Drawing on Richard Slotkin’s study of the American “frontier myth” and a substantial collection of local monographs, Furniss illustrates how popular histories from the interior of British Columbia tend to follow a similar thematic template that begins with the white man’s journey into the wilderness and his “regression to the more ‘primitive’ conditions encountered there.”4 These frontier male-centred narratives then progress to their central purpose, which is to detail the “epitomizing events” that exhibit the daring, heroic actions of white men as they struggle valiantly to conquer and tame the harsh wilderness environment and all of its natural beasts (including “potentially hostile Indians”).5 The symbolism and metaphors that characterize these romantic frontier narratives include a litany of “firsts,” the element of “discovery” or “empty” wilderness, the heroic policeman or doctor, and many other stereotypical assumptions that tend to neglect or place First Nations peoples on the periphery of the narrative. 
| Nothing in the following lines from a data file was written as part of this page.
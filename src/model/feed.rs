//! Personalized content feed panel

use std::collections::BTreeSet;
use std::time::{Duration, Instant};

use super::content::{Article, Category};

/// Simulated latency of a feed refresh
pub const REFRESH_DELAY: Duration = Duration::from_millis(800);

#[derive(Clone, Copy, Debug, PartialEq, Eq, Default)]
pub enum FeedTab {
    #[default]
    ForYou,
    Trending,
    Saved,
}

impl FeedTab {
    pub const ALL: [FeedTab; 3] = [FeedTab::ForYou, FeedTab::Trending, FeedTab::Saved];

    pub fn label(self) -> &'static str {
        match self {
            FeedTab::ForYou => "For You",
            FeedTab::Trending => "Trending",
            FeedTab::Saved => "Saved",
        }
    }

    pub fn next(self) -> Self {
        match self {
            FeedTab::ForYou => FeedTab::Trending,
            FeedTab::Trending => FeedTab::Saved,
            FeedTab::Saved => FeedTab::ForYou,
        }
    }

    pub fn prev(self) -> Self {
        match self {
            FeedTab::ForYou => FeedTab::Saved,
            FeedTab::Trending => FeedTab::ForYou,
            FeedTab::Saved => FeedTab::Trending,
        }
    }
}

#[derive(Clone, Debug, Default)]
pub struct FeedState {
    pub tab: FeedTab,
    pub followed: BTreeSet<Category>,
    pub bookmarks: BTreeSet<u32>,
    pub selected: usize,
    /// Cursor in the topic chip row
    pub topic_cursor: usize,
    refreshing_since: Option<Instant>,
}

impl FeedState {
    pub fn with_topics(topics: impl IntoIterator<Item = Category>) -> Self {
        Self {
            followed: topics.into_iter().collect(),
            ..Self::default()
        }
    }

    /// Articles visible under the current tab
    pub fn visible<'a>(&self, articles: &'a [Article]) -> Vec<&'a Article> {
        match self.tab {
            FeedTab::ForYou => articles
                .iter()
                .filter(|a| self.followed.is_empty() || self.followed.contains(&a.category))
                .collect(),
            FeedTab::Trending => {
                let mut list: Vec<&Article> = articles.iter().collect();
                list.sort_by(|a, b| b.views.cmp(&a.views));
                list
            }
            FeedTab::Saved => articles
                .iter()
                .filter(|a| self.bookmarks.contains(&a.id))
                .collect(),
        }
    }

    pub fn set_tab(&mut self, tab: FeedTab) {
        self.tab = tab;
        self.selected = 0;
    }

    pub fn move_up(&mut self) {
        self.selected = self.selected.saturating_sub(1);
    }

    pub fn move_down(&mut self, visible_len: usize) {
        if self.selected + 1 < visible_len {
            self.selected += 1;
        }
    }

    /// Keep the selection inside a list that may have shrunk
    pub fn clamp_selection(&mut self, visible_len: usize) {
        self.selected = self.selected.min(visible_len.saturating_sub(1));
    }

    /// Returns whether the article is now bookmarked
    pub fn toggle_bookmark(&mut self, article_id: u32) -> bool {
        if self.bookmarks.remove(&article_id) {
            false
        } else {
            self.bookmarks.insert(article_id);
            true
        }
    }

    pub fn is_bookmarked(&self, article_id: u32) -> bool {
        self.bookmarks.contains(&article_id)
    }

    /// Returns whether the topic is now followed
    pub fn toggle_topic(&mut self, topic: Category) -> bool {
        self.selected = 0;
        if self.followed.remove(&topic) {
            false
        } else {
            self.followed.insert(topic);
            true
        }
    }

    pub fn cursor_topic(&self) -> Category {
        Category::ALL[self.topic_cursor % Category::ALL.len()]
    }

    pub fn move_topic_cursor(&mut self) {
        self.topic_cursor = (self.topic_cursor + 1) % Category::ALL.len();
    }

    pub fn start_refresh(&mut self, now: Instant) {
        self.refreshing_since = Some(now);
    }

    pub fn is_refreshing(&self) -> bool {
        self.refreshing_since.is_some()
    }

    /// Finish a pending refresh once the simulated delay passed
    pub fn finish_refresh_if_due(&mut self, now: Instant) -> bool {
        match self.refreshing_since {
            Some(since) if now.saturating_duration_since(since) >= REFRESH_DELAY => {
                self.refreshing_since = None;
                self.selected = 0;
                true
            }
            _ => false,
        }
    }
}

#[cfg(test)]
mod tests {
    use super::*;
    use crate::model::content::ARTICLES;

    #[test]
    fn for_you_shows_everything_without_topics() {
        let feed = FeedState::default();
        assert_eq!(feed.visible(ARTICLES).len(), ARTICLES.len());
    }

    #[test]
    fn for_you_filters_by_followed_topics() {
        let feed = FeedState::with_topics([Category::Design, Category::Science]);
        let ids: Vec<u32> = feed.visible(ARTICLES).iter().map(|a| a.id).collect();
        assert_eq!(ids, vec![2, 4, 7]);
    }

    #[test]
    fn trending_orders_by_views() {
        let mut feed = FeedState::default();
        feed.set_tab(FeedTab::Trending);
        let visible = feed.visible(ARTICLES);
        assert_eq!(visible.first().map(|a| a.id), Some(4));
        assert!(visible.windows(2).all(|w| w[0].views >= w[1].views));
    }

    #[test]
    fn bookmarks_populate_saved_tab() {
        let mut feed = FeedState::default();
        assert!(feed.toggle_bookmark(3));
        assert!(feed.toggle_bookmark(5));
        assert!(!feed.toggle_bookmark(3));
        feed.set_tab(FeedTab::Saved);
        let ids: Vec<u32> = feed.visible(ARTICLES).iter().map(|a| a.id).collect();
        assert_eq!(ids, vec![5]);
    }

    #[test]
    fn tabs_cycle_both_ways() {
        for tab in FeedTab::ALL {
            assert_eq!(tab.next().prev(), tab);
        }
        assert_eq!(FeedTab::Saved.next(), FeedTab::ForYou);
    }

    #[test]
    fn selection_stays_in_bounds() {
        let mut feed = FeedState::default();
        feed.move_up();
        assert_eq!(feed.selected, 0);
        feed.move_down(2);
        feed.move_down(2);
        assert_eq!(feed.selected, 1);
        feed.clamp_selection(0);
        assert_eq!(feed.selected, 0);
    }

    #[test]
    fn refresh_completes_after_delay() {
        let mut feed = FeedState::default();
        let t0 = Instant::now();
        feed.start_refresh(t0);
        assert!(feed.is_refreshing());
        assert!(!feed.finish_refresh_if_due(t0 + Duration::from_millis(799)));
        assert!(feed.finish_refresh_if_due(t0 + REFRESH_DELAY));
        assert!(!feed.is_refreshing());
    }
}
While many scholars argue that such romantic and subjective renditions of the past contribute to the notion of regional imperialism, the proliferation of popular histories in recent years clearly indicates that the province’s non-academic, mainstream literary audience appreciates reading about the adventurous tales and experiences of early settlers and regional pioneer families. Prince George author Jack Boudreau has written four popular history bestsellers in recent years, including his two latest: Mountains, Campfires and Memories and Wilderness Dreams. Although the title of the former suggests that this book offers a nostalgic glimpse of the past, Mountains, Campfires and Memories could have been more appropriately named Survival and Death at the Hands of Nature, Beast, and Humans in the Wilds of British Columbia. Boudreau draws on a lifetime’s worth of personal experiences and brutal wilderness stories told to him by guides, trappers, game wardens, settlers, and prospectors in this collection of spectacular tales about murder, suicide, hunting deaths, and river and airplane accidents, all of which occurred in the rugged mountainous areas of northern British Columbia during the past century. The book is loosely organized into thematic chapters, which include dangerous water mishaps, bush-crazed trappers and heroic game wardens, hunting tales, manhunts, and grizzly encounters. It follows no apparent chronological order and has a rambling and often humorous conversational tone that allows the author to frequently digress from one topic to another. 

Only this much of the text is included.